* [EXERCISE BRIEF]:
Scan the records for "this". Show the matching lines.
┌─ EXERCISE INPUTS
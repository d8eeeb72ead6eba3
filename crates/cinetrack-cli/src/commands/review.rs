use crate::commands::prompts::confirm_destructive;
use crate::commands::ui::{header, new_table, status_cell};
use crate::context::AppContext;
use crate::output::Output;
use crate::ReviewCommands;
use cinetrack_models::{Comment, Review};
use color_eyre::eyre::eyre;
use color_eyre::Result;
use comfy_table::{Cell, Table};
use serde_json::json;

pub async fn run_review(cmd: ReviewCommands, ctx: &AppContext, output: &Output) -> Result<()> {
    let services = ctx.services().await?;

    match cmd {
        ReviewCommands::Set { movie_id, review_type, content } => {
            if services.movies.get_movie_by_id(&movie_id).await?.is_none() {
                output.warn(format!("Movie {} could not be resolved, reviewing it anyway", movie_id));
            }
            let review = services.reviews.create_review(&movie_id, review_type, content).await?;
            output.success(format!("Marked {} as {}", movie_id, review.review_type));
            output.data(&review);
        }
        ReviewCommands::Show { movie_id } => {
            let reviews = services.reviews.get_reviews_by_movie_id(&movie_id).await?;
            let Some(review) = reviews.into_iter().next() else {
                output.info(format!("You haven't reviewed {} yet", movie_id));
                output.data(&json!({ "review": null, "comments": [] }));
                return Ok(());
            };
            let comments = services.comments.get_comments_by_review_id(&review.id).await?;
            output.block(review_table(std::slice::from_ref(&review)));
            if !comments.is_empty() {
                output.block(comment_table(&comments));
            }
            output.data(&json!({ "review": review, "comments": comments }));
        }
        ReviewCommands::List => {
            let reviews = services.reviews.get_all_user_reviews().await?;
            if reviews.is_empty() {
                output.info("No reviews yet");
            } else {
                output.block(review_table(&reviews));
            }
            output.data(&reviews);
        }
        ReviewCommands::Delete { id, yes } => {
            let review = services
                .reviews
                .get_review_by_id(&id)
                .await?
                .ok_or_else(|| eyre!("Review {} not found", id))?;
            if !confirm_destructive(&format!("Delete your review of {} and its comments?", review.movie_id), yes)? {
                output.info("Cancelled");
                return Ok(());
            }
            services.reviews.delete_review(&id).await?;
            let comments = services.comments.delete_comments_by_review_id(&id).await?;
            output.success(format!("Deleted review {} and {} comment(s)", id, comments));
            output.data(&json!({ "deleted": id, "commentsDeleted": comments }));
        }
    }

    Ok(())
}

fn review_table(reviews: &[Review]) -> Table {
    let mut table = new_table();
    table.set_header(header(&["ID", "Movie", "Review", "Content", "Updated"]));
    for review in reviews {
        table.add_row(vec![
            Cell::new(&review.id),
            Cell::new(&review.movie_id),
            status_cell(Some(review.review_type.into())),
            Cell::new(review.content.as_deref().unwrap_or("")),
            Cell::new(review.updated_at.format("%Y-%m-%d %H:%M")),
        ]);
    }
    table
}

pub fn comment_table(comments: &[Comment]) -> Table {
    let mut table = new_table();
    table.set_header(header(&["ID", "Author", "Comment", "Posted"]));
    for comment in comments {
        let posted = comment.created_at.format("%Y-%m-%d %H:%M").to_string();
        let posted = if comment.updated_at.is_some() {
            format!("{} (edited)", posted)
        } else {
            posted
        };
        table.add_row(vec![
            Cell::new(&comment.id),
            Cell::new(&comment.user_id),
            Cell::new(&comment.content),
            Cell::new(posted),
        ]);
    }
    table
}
└─
┌─ EXERCISE INPUTS
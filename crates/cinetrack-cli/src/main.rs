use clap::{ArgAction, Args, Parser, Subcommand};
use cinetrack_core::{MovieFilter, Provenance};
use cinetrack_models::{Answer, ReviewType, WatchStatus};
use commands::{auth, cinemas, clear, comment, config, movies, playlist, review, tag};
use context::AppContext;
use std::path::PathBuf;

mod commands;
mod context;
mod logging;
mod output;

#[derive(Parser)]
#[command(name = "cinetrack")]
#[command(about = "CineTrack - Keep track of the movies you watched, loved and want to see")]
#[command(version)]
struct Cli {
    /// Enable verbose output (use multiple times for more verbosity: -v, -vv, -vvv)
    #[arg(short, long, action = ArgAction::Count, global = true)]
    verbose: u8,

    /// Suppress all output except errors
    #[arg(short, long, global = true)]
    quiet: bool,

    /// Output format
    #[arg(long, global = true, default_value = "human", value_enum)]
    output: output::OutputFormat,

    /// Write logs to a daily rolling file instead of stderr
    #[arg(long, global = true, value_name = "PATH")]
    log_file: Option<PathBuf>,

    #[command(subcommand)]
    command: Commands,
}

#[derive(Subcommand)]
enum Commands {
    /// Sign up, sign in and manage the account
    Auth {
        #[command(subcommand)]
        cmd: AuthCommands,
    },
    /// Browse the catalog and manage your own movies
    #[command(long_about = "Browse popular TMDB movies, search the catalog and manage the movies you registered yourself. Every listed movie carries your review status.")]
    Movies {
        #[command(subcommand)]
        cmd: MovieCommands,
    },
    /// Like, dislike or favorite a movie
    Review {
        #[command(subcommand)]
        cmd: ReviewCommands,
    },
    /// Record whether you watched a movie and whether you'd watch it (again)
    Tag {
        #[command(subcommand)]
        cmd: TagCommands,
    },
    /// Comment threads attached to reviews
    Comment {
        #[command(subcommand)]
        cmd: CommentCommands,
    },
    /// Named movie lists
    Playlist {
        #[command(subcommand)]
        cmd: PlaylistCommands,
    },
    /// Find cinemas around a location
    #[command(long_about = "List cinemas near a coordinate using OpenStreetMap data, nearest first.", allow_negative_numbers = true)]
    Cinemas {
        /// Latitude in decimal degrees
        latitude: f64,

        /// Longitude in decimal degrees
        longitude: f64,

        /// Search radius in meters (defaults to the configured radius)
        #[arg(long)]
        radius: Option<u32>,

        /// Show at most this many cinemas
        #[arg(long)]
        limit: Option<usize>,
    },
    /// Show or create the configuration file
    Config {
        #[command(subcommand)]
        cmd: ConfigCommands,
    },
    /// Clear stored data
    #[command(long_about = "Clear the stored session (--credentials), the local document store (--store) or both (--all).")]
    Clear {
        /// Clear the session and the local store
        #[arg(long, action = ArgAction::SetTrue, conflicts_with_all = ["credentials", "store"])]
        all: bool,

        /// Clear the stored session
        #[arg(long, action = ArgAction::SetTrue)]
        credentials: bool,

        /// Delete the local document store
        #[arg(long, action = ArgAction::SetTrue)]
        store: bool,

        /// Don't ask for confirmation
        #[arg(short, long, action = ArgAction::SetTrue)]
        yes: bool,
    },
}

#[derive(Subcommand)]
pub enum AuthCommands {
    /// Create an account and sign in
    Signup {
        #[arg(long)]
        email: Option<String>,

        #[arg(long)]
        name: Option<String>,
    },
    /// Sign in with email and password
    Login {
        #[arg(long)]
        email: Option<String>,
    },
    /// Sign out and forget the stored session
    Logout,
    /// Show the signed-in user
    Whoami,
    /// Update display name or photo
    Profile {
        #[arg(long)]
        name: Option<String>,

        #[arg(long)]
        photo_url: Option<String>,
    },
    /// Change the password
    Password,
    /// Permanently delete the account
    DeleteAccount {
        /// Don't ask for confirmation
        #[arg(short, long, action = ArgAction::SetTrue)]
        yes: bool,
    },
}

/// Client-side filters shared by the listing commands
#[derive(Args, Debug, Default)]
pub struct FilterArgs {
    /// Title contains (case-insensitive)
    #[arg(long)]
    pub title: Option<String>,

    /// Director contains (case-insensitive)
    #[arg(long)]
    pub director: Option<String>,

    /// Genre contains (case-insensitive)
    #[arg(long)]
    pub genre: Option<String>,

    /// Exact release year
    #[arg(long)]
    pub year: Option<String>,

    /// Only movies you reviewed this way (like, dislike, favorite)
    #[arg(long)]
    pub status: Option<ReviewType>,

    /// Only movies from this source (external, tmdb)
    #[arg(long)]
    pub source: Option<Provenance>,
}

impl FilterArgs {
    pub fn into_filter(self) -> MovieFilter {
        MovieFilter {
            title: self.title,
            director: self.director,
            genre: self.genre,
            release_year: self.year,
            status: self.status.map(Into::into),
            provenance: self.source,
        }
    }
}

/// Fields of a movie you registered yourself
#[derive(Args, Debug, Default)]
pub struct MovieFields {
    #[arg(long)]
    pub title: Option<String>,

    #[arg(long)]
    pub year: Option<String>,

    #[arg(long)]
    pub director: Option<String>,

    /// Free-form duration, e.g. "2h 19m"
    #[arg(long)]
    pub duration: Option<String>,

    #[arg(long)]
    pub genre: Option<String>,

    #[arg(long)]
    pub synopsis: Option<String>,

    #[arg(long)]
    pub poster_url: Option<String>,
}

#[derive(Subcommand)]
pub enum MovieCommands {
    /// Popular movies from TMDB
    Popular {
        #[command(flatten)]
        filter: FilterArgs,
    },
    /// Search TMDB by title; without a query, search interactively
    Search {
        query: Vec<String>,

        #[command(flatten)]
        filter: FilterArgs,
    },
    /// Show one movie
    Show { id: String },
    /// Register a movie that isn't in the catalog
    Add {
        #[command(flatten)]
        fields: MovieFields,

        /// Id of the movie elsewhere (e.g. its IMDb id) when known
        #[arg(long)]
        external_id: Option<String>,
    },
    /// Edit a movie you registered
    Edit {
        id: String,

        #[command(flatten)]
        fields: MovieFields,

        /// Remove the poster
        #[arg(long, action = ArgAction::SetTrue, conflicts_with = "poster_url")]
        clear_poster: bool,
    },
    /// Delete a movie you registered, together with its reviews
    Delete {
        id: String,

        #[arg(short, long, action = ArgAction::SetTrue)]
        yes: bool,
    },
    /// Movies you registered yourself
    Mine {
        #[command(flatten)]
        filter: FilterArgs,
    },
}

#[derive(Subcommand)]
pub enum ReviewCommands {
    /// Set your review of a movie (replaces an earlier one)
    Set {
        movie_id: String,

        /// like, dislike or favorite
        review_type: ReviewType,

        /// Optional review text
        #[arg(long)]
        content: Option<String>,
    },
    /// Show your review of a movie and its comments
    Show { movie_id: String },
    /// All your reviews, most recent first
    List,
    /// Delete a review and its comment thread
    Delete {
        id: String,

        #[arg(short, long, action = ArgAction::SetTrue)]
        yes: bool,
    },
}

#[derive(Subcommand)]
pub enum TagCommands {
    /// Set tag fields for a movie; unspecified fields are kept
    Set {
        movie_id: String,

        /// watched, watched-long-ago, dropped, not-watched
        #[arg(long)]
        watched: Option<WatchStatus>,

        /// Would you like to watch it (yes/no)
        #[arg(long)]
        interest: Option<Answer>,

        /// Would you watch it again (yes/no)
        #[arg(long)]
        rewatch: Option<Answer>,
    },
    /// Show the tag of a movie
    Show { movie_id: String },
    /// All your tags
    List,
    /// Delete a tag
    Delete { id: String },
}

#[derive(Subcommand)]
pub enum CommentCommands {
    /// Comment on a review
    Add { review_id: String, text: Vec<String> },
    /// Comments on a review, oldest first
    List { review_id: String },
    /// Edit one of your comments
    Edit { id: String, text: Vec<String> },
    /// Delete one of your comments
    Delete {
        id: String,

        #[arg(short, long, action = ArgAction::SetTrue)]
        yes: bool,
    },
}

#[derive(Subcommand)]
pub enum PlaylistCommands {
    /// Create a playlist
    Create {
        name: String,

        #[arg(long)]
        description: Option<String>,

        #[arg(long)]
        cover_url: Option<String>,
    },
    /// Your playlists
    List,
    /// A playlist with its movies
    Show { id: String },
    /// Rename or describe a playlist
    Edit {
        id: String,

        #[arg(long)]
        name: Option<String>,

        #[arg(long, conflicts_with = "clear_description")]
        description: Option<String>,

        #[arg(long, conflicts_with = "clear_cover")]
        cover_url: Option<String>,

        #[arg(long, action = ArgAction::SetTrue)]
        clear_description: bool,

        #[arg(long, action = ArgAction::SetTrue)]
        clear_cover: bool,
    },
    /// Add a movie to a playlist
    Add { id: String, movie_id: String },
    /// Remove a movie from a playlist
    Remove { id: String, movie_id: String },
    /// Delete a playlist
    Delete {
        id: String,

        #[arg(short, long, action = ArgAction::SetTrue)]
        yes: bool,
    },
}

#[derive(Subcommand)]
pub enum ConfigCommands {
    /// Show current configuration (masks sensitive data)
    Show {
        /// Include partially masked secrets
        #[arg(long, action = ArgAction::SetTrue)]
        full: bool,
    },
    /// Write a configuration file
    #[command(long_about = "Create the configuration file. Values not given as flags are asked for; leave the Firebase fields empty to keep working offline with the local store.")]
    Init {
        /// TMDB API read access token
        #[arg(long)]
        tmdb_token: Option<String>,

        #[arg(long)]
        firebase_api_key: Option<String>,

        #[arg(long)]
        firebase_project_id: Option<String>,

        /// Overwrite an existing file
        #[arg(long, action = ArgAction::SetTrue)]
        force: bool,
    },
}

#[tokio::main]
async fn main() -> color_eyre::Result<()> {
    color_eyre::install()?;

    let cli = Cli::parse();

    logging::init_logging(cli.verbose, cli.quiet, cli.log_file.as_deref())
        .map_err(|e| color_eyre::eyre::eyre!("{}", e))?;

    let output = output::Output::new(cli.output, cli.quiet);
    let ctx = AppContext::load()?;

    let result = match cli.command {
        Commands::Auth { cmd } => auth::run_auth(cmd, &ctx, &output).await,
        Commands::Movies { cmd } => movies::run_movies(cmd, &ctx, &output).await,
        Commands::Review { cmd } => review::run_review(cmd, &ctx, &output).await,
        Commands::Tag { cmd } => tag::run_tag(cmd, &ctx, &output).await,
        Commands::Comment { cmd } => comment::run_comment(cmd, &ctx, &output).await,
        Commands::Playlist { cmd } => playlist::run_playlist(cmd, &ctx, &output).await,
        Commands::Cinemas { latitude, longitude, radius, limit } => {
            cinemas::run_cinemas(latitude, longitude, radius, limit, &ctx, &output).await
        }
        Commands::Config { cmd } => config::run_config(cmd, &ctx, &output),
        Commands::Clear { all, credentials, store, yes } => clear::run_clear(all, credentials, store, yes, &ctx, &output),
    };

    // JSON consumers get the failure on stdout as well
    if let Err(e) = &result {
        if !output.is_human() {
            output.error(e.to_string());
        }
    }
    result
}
└─
* [ANSWER SPACE]:
        /// Show at most this many cinemas
    /// Only movies you reviewed this way (like, dislike, favorite)
    /// Only movies from this source (external, tmdb)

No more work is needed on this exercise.